Over my career as a neuroscientist and neuropsychiatrist, I’ve become convinced that our brain’s organization and functional activity powerfully influence our judgments and conclusions about topics traditionally explored by philosophers. Included among these topics are time, cause-effect, simultaneity, perception, logic, and free will. Our understanding of these concepts can be greatly enriched by taking into account several important recent discoveries from neuroscience. Consider, for instance, how our spatial experience influences how we think about time.

Imagine that you’ve just received this email: “Next Wednesday’s staff meeting has been moved forward two days.” On what day would you appear for the meeting now that it has been rescheduled?

Your selection of either Monday or Friday is determined by whether you are operating under what psychologist and neuroscientist Lera Boroditsky terms an ego-moving perspective or a time-moving perspective. If you think of yourself as moving forward through time (the ego-moving perspective), then moving the meeting forward means moving it in your direction of motion—from Wednesday to Friday. But if you conceive of time as coming toward you (the time-moving perspective), then moving the meeting forward means moving it closer to you—from Wednesday to Monday.

During her tenure at MIT’s Department of Brain & Cognitive Sciences, Boroditsky put that “moved forward” question to hundreds of people under varying circumstances.
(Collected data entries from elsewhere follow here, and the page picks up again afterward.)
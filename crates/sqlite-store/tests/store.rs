//! End-to-end tests of the SQLite store through the query surface.

use barcode_bridge_core::records::{Item, ItemBarcode, ItemPrice, PriceList, PurchaseInvoiceItem};
use barcode_bridge_core::{
    BarcodeApi, BarcodePrintSettings, InstallOutcome, ItemCodes, RecordStore, ResolverConfig,
    SettingsStore, Snapshot, StoreError,
};
use barcode_bridge_sqlite::SqliteStore;
use chrono::NaiveDate;
use rust_decimal::Decimal;

fn date(s: &str) -> Option<NaiveDate> {
    NaiveDate::parse_from_str(s, "%Y-%m-%d").ok()
}

fn price(code: &str, list: &str, rate: i64, valid_from: Option<&str>) -> ItemPrice {
    ItemPrice {
        item_code: code.into(),
        price_list: list.into(),
        selling: true,
        price_list_rate: Some(Decimal::from(rate)),
        valid_from: valid_from.and_then(date),
    }
}

fn shop_snapshot() -> Snapshot {
    Snapshot {
        items: vec![
            Item {
                item_code: "PEN".into(),
                item_name: Some("Blue pen".into()),
                standard_rate: Some(Decimal::new(1550, 2)),
            },
            Item {
                item_code: "INK".into(),
                item_name: None,
                standard_rate: Some(Decimal::from(40)),
            },
            Item {
                item_code: "CLIP".into(),
                item_name: Some("Paper clip".into()),
                standard_rate: None,
            },
        ],
        item_barcodes: vec![
            ItemBarcode {
                parent: "PEN".into(),
                barcode: "200".into(),
                idx: 2,
            },
            ItemBarcode {
                parent: "PEN".into(),
                barcode: "100".into(),
                idx: 1,
            },
            ItemBarcode {
                parent: "INK".into(),
                barcode: "300".into(),
                idx: 1,
            },
        ],
        item_prices: vec![
            price("PEN", "Standard Selling", 10, Some("2024-01-01")),
            price("PEN", "Standard Selling", 12, Some("2024-06-01")),
            price("PEN", "Standard Selling", 99, None),
            price("PEN", "Wholesale", 8, Some("2024-01-01")),
            ItemPrice {
                selling: false,
                ..price("INK", "Standard Selling", 5, Some("2024-01-01"))
            },
        ],
        price_lists: vec![
            PriceList {
                name: "Wholesale".into(),
                selling: true,
                enabled: true,
            },
            PriceList {
                name: "Standard Selling".into(),
                selling: true,
                enabled: true,
            },
            PriceList {
                name: "Standard Buying".into(),
                selling: false,
                enabled: true,
            },
            PriceList {
                name: "Old".into(),
                selling: true,
                enabled: false,
            },
        ],
        purchase_invoice_items: vec![
            PurchaseInvoiceItem {
                parent: "PINV-0001".into(),
                idx: 2,
                item_code: "INK".into(),
                item_name: None,
                qty: Decimal::from(3),
            },
            PurchaseInvoiceItem {
                parent: "PINV-0001".into(),
                idx: 1,
                item_code: "PEN".into(),
                item_name: Some("Blue pen".into()),
                qty: Decimal::new(25, 1),
            },
        ],
        settings: None,
    }
}

fn shop() -> SqliteStore {
    let store = SqliteStore::open_in_memory().unwrap();
    store.import_snapshot(&shop_snapshot()).unwrap();
    store
}

#[test]
fn barcodes_come_back_in_idx_order() {
    let store = shop();
    let rows = store
        .query_barcodes_by_parents(&["PEN".into(), "INK".into()])
        .unwrap();
    let pen: Vec<_> = rows
        .iter()
        .filter(|r| r.parent == "PEN")
        .map(|r| r.barcode.as_str())
        .collect();
    assert_eq!(pen, ["100", "200"]);
}

#[test]
fn selling_prices_filter_list_and_selling_flag() {
    let store = shop();
    let rows = store
        .query_selling_prices(&["PEN".into(), "INK".into()], "Standard Selling")
        .unwrap();
    assert!(rows.iter().all(|r| r.item_code == "PEN"));
    assert_eq!(rows.len(), 3);
    // newest first, undated last
    assert_eq!(rows[0].rate, Some(Decimal::from(12)));
    assert_eq!(rows[2].valid_from, None);
}

#[test]
fn price_lists_are_enabled_selling_only() {
    let store = shop();
    assert_eq!(
        store.query_enabled_selling_price_lists().unwrap(),
        ["Standard Selling", "Wholesale"]
    );
}

#[test]
fn item_details_resolve_through_api() {
    let api = BarcodeApi::new(shop(), ResolverConfig::default());
    let codes = ItemCodes::from(vec!["PEN".to_string(), "INK".into(), "CLIP".into()]);
    let details = api.get_item_details(&codes, None).unwrap();

    assert_eq!(details["PEN"].barcode, "100");
    assert_eq!(details["PEN"].price, Decimal::from(12));
    // non-selling row ignored, standard rate used
    assert_eq!(details["INK"].price, Decimal::from(40));
    assert_eq!(details["CLIP"].barcode, "CLIP");
    assert_eq!(details["CLIP"].price, Decimal::ZERO);

    let wholesale = api.get_item_details(&codes, Some("Wholesale")).unwrap();
    assert_eq!(wholesale["PEN"].price, Decimal::from(8));
    assert_eq!(wholesale["INK"].price, Decimal::from(40));
}

#[test]
fn invoice_items_follow_line_order() {
    let api = BarcodeApi::new(shop(), ResolverConfig::default());
    let items = api.get_purchase_invoice_items("PINV-0001", None).unwrap();

    let codes: Vec<_> = items.iter().map(|i| i.item_code.as_str()).collect();
    assert_eq!(codes, ["PEN", "INK"]);
    assert_eq!(items[0].qty, Decimal::new(25, 1));
    assert_eq!(items[0].rate, Decimal::from(12));
    assert_eq!(items[1].item_name, "INK");
    assert_eq!(items[1].barcode, "300");
}

#[test]
fn unknown_invoice_is_not_found() {
    let api = BarcodeApi::new(shop(), ResolverConfig::default());
    let err = api.get_purchase_invoice_items("PINV-9999", None).unwrap_err();
    assert!(err.is_not_found(), "{err}");
}

#[test]
fn settings_missing_until_installed() {
    let store = shop();
    let err = store.load_singleton_settings().unwrap_err();
    assert!(matches!(err, StoreError::NotFound { .. }));

    let api = BarcodeApi::new(store, ResolverConfig::default());
    assert_eq!(api.install_default_settings().unwrap(), InstallOutcome::Seeded);
    assert_eq!(
        api.install_default_settings().unwrap(),
        InstallOutcome::AlreadyConfigured
    );

    let stored = api.store().load_singleton_settings().unwrap();
    assert_eq!(stored.label_sizes.len(), 1);
    assert_eq!(stored.label_sizes[0].label_name, "35x15mm 2-up");
    assert!(stored.label_sizes[0].is_default);
    assert_eq!(
        api.get_barcode_print_settings(),
        barcode_bridge_core::fallback_settings()
    );
}

#[test]
fn settings_save_replaces_label_sizes() {
    let store = SqliteStore::open_in_memory().unwrap();
    let json = r#"{
        "default_printer": "Zebra",
        "default_price_list": "Wholesale",
        "label_sizes": [
            {"label_name": "50x25", "is_default": 0, "label_width": 50, "print_speed": 4},
            {"label_name": "38x25", "is_default": 1, "labels_per_row": 1}
        ]
    }"#;
    let settings: BarcodePrintSettings = serde_json::from_str(json).unwrap();
    store.save_singleton_settings(&settings).unwrap();
    assert_eq!(store.load_singleton_settings().unwrap(), settings);

    let trimmed = BarcodePrintSettings {
        label_sizes: settings.label_sizes[1..].to_vec(),
        ..settings.clone()
    };
    store.save_singleton_settings(&trimmed).unwrap();
    let loaded = store.load_singleton_settings().unwrap();
    assert_eq!(loaded.label_sizes.len(), 1);
    assert_eq!(loaded.label_sizes[0].label_name, "38x25");
}

#[test]
fn stored_default_price_list_drives_details() {
    let store = shop();
    store
        .save_singleton_settings(&BarcodePrintSettings {
            default_price_list: Some("Wholesale".into()),
            ..BarcodePrintSettings::default()
        })
        .unwrap();
    let api = BarcodeApi::new(store, ResolverConfig::default());
    let details = api.get_item_details(&ItemCodes::from("PEN"), None).unwrap();
    assert_eq!(details["PEN"].price, Decimal::from(8));
}

#[test]
fn database_file_persists_between_opens() {
    let dir = tempfile::tempdir().unwrap();
    let path = dir.path().join("bridge.sqlite");
    {
        let store = SqliteStore::open(&path).unwrap();
        store.import_snapshot(&shop_snapshot()).unwrap();
    }
    let reopened = SqliteStore::open(&path).unwrap();
    let rows = reopened.query_standard_rates(&["PEN".into()]).unwrap();
    assert_eq!(rows[0].standard_rate, Some(Decimal::new(1550, 2)));
}

/// A file-backed store plus a second raw connection for writing rows the
/// typed inserts would never produce.
fn store_with_raw_access() -> (tempfile::TempDir, SqliteStore, rusqlite::Connection) {
    let dir = tempfile::tempdir().unwrap();
    let path = dir.path().join("bridge.sqlite");
    let store = SqliteStore::open(&path).unwrap();
    let raw = rusqlite::Connection::open(&path).unwrap();
    (dir, store, raw)
}

#[test]
fn single_row_inserts() {
    let store = SqliteStore::open_in_memory().unwrap();
    let snap = shop_snapshot();
    for item in &snap.items {
        store.insert_item(item).unwrap();
    }
    for barcode in &snap.item_barcodes {
        store.insert_barcode(barcode).unwrap();
    }
    for price in &snap.item_prices {
        store.insert_price(price).unwrap();
    }
    for list in &snap.price_lists {
        store.insert_price_list(list).unwrap();
    }
    for row in &snap.purchase_invoice_items {
        store.insert_invoice_item(row).unwrap();
    }

    let api = BarcodeApi::new(store, ResolverConfig::default());
    let items = api.get_purchase_invoice_items("PINV-0001", None).unwrap();
    assert_eq!(items.len(), 2);
    assert_eq!(items[0].barcode, "100");
    assert_eq!(items[0].rate, Decimal::from(12));
}

#[test]
fn blank_valid_from_counts_as_undated() {
    let (_dir, store, raw) = store_with_raw_access();
    raw.execute_batch(
        r#"INSERT INTO "tabItem" (name, standard_rate) VALUES ('A', '5'), ('B', '7');
           INSERT INTO "tabItem Price" (item_code, price_list, selling, price_list_rate, valid_from)
           VALUES ('A', 'Standard Selling', 1, '9', '');"#,
    )
    .unwrap();

    let api = BarcodeApi::new(store, ResolverConfig::default());
    let codes = ItemCodes::from(vec!["A".to_string(), "B".into()]);
    let details = api.get_item_details(&codes, None).unwrap();
    assert_eq!(details["A"].price, Decimal::from(9));
    assert_eq!(details["B"].price, Decimal::from(7));
}

#[test]
fn negative_stored_offset_keeps_configured_settings() {
    let (_dir, store, raw) = store_with_raw_access();
    raw.execute_batch(
        r#"INSERT INTO "tabBarcode Print Settings" (id, default_printer, default_price_list)
           VALUES (1, 'Shop', 'Retail');
           INSERT INTO "tabBarcode Label Size" (idx, label_name, is_default, left_margin)
           VALUES (1, '38x25', 1, -2);"#,
    )
    .unwrap();

    let api = BarcodeApi::new(store, ResolverConfig::default());
    let settings = api.get_barcode_print_settings();
    assert_eq!(settings.default_printer, "Shop");
    assert_eq!(settings.default_label_size, "38x25");
    assert_eq!(settings.label_sizes[0].left_margin, -2);
    assert_eq!(settings.label_sizes[0].middle_gap, 16);
}
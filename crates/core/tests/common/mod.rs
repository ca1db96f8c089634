//! Shared fixtures for `barcode_bridge_core` integration tests.

#![allow(unreachable_pub, dead_code)]

use barcode_bridge_core::records::{Item, ItemBarcode, ItemPrice, PriceList, PurchaseInvoiceItem};
use barcode_bridge_core::{
    BarcodePrintSettings, BarcodeRow, InvoiceLine, MemoryStore, PriceRow, RecordStore,
    SettingsStore, StandardRateRow, StoreError,
};
use chrono::NaiveDate;
use rust_decimal::Decimal;

pub fn item(code: &str, standard_rate: Option<i64>) -> Item {
    Item {
        item_code: code.into(),
        item_name: Some(format!("{code} name")),
        standard_rate: standard_rate.map(Decimal::from),
    }
}

pub fn barcode(parent: &str, barcode: &str, idx: i64) -> ItemBarcode {
    ItemBarcode {
        parent: parent.into(),
        barcode: barcode.into(),
        idx,
    }
}

pub fn selling_price(code: &str, list: &str, rate: i64, valid_from: &str) -> ItemPrice {
    ItemPrice {
        item_code: code.into(),
        price_list: list.into(),
        selling: true,
        price_list_rate: Some(Decimal::from(rate)),
        valid_from: NaiveDate::parse_from_str(valid_from, "%Y-%m-%d").ok(),
    }
}

pub fn price_list(name: &str, selling: bool, enabled: bool) -> PriceList {
    PriceList {
        name: name.into(),
        selling,
        enabled,
    }
}

pub fn invoice_line(invoice: &str, idx: i64, code: &str, qty: i64) -> PurchaseInvoiceItem {
    PurchaseInvoiceItem {
        parent: invoice.into(),
        idx,
        item_code: code.into(),
        item_name: Some(format!("{code} name")),
        qty: Decimal::from(qty),
    }
}

/// A small shop: barcoded and unbarcoded items on two price lists.
pub fn shop() -> MemoryStore {
    MemoryStore::new()
        .with_item(item("PEN-BLUE", Some(15)))
        .with_item(item("PEN-RED", Some(15)))
        .with_item(item("NOTEBOOK", Some(50)))
        .with_item(item("ERASER", None))
        .with_barcode(barcode("PEN-BLUE", "8901000000011", 2))
        .with_barcode(barcode("PEN-BLUE", "8901000000004", 1))
        .with_barcode(barcode("NOTEBOOK", "8902000000003", 1))
        .with_price(selling_price("PEN-BLUE", "Standard Selling", 10, "2024-01-01"))
        .with_price(selling_price("PEN-BLUE", "Standard Selling", 12, "2024-06-01"))
        .with_price(selling_price("PEN-RED", "Wholesale", 9, "2024-03-01"))
        .with_price(ItemPrice {
            selling: false,
            ..selling_price("PEN-RED", "Standard Selling", 7, "2024-03-01")
        })
        .with_price_list(price_list("Standard Selling", true, true))
        .with_price_list(price_list("Wholesale", true, true))
        .with_price_list(price_list("Standard Buying", false, true))
        .with_price_list(price_list("Festival", true, false))
}

/// A store whose every query fails, as when the database is down.
pub struct DownStore;

impl DownStore {
    fn down<T>() -> Result<T, StoreError> {
        Err(StoreError::Unavailable("database is down".into()))
    }
}

impl RecordStore for DownStore {
    fn query_barcodes_by_parents(&self, _: &[String]) -> Result<Vec<BarcodeRow>, StoreError> {
        Self::down()
    }

    fn query_selling_prices(&self, _: &[String], _: &str) -> Result<Vec<PriceRow>, StoreError> {
        Self::down()
    }

    fn query_standard_rates(&self, _: &[String]) -> Result<Vec<StandardRateRow>, StoreError> {
        Self::down()
    }

    fn query_enabled_selling_price_lists(&self) -> Result<Vec<String>, StoreError> {
        Self::down()
    }

    fn query_invoice_lines(&self, _: &str) -> Result<Vec<InvoiceLine>, StoreError> {
        Self::down()
    }
}

impl SettingsStore for DownStore {
    fn load_singleton_settings(&self) -> Result<BarcodePrintSettings, StoreError> {
        Self::down()
    }

    fn save_singleton_settings(&self, _: &BarcodePrintSettings) -> Result<(), StoreError> {
        Self::down()
    }
}
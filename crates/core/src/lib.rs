//! Barcode bridge core library.
//!
//! Resolves display barcodes and selling prices for batches of items and
//! exposes the query surface a print-bridge client calls. All data comes
//! from an injected [`RecordStore`]; the main entry points are
//! [`Resolver::resolve_items`] and the endpoints on [`BarcodeApi`].

#![warn(missing_docs)]

/// The query surface consumed by print-bridge clients.
pub mod api;
/// Resolver configuration.
pub mod config;
/// Install-time seeding of default settings.
pub mod install;
/// Typed item-code input.
pub mod item_codes;
/// In-memory record store.
pub mod memory;
/// Host-platform record shapes.
pub mod records;
/// Barcode and price resolution.
pub mod resolve;
/// Record-store traits and query rows.
pub mod store;

// ── Convenience re-exports ──────────────────────────────────────────────────

pub use api::{BarcodeApi, LabelItem};
pub use config::{PriceMode, ResolverConfig};
pub use install::{InstallOutcome, install_default_settings};
pub use item_codes::ItemCodes;
pub use memory::{MemoryStore, Snapshot};
pub use resolve::{ItemDetails, Resolver};
pub use store::{
    BarcodeRow, InvoiceLine, PriceRow, RecordStore, SettingsStore, StandardRateRow, StoreError,
};

// Settings types travel through the API; re-export so callers need one crate.
pub use barcode_bridge_settings::{
    BarcodePrintSettings, LabelSize, NormalizedLabelSize, PrintSettings, SettingsLookup,
    fallback_settings, normalize_settings,
};
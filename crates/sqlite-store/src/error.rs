//! Errors raised inside the SQLite store.

use barcode_bridge_core::StoreError;

/// SQLite store failures, mapped onto [`StoreError`] at the trait boundary.
#[non_exhaustive]
#[derive(Debug, thiserror::Error)]
pub enum SqliteStoreError {
    /// SQLite rejected a statement or the database could not be opened.
    #[error("sqlite: {0}")]
    Sqlite(#[from] rusqlite::Error),

    /// The connection mutex was poisoned by a panicking holder.
    #[error("connection lock poisoned: {0}")]
    Lock(String),

    /// The settings singleton has never been saved.
    #[error("barcode print settings not found")]
    SettingsNotFound,
}

impl From<SqliteStoreError> for StoreError {
    fn from(err: SqliteStoreError) -> Self {
        match err {
            SqliteStoreError::SettingsNotFound => {
                StoreError::not_found("Barcode Print Settings", "singleton")
            }
            SqliteStoreError::Sqlite(rusqlite::Error::FromSqlConversionFailure(col, _, e)) => {
                StoreError::Corrupt {
                    entity: format!("column {col}"),
                    reason: e.to_string(),
                }
            }
            other => StoreError::Unavailable(other.to_string()),
        }
    }
}

/// Result alias used inside the store.
pub type SqliteResult<T> = Result<T, SqliteStoreError>;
She discovered that the answers depended very much on what people were doing when they were questioned. People who had traveled to an airport to pick up an arriving passenger were about equally likely to pick Monday or Friday. In contrast, the arriving passengers, having experienced themselves during their flight as moving forward from their initial to their final destination, overwhelmingly selected Friday.

Boroditsky’s experiment suggests that our brain’s processing of time is closely coupled with how we envision ourselves in space. To see this, simply substitute the word push for move and the sentence becomes disambiguated: “Next Wednesday’s staff meeting has been pushed forward two days.” While moved can refer to movement in several different directions depending on one’s perspective, pushed nearly always implies movement in a forward direction. When we push something, we use the muscles of our arms and trunk to propel the object away from us in a forward direction.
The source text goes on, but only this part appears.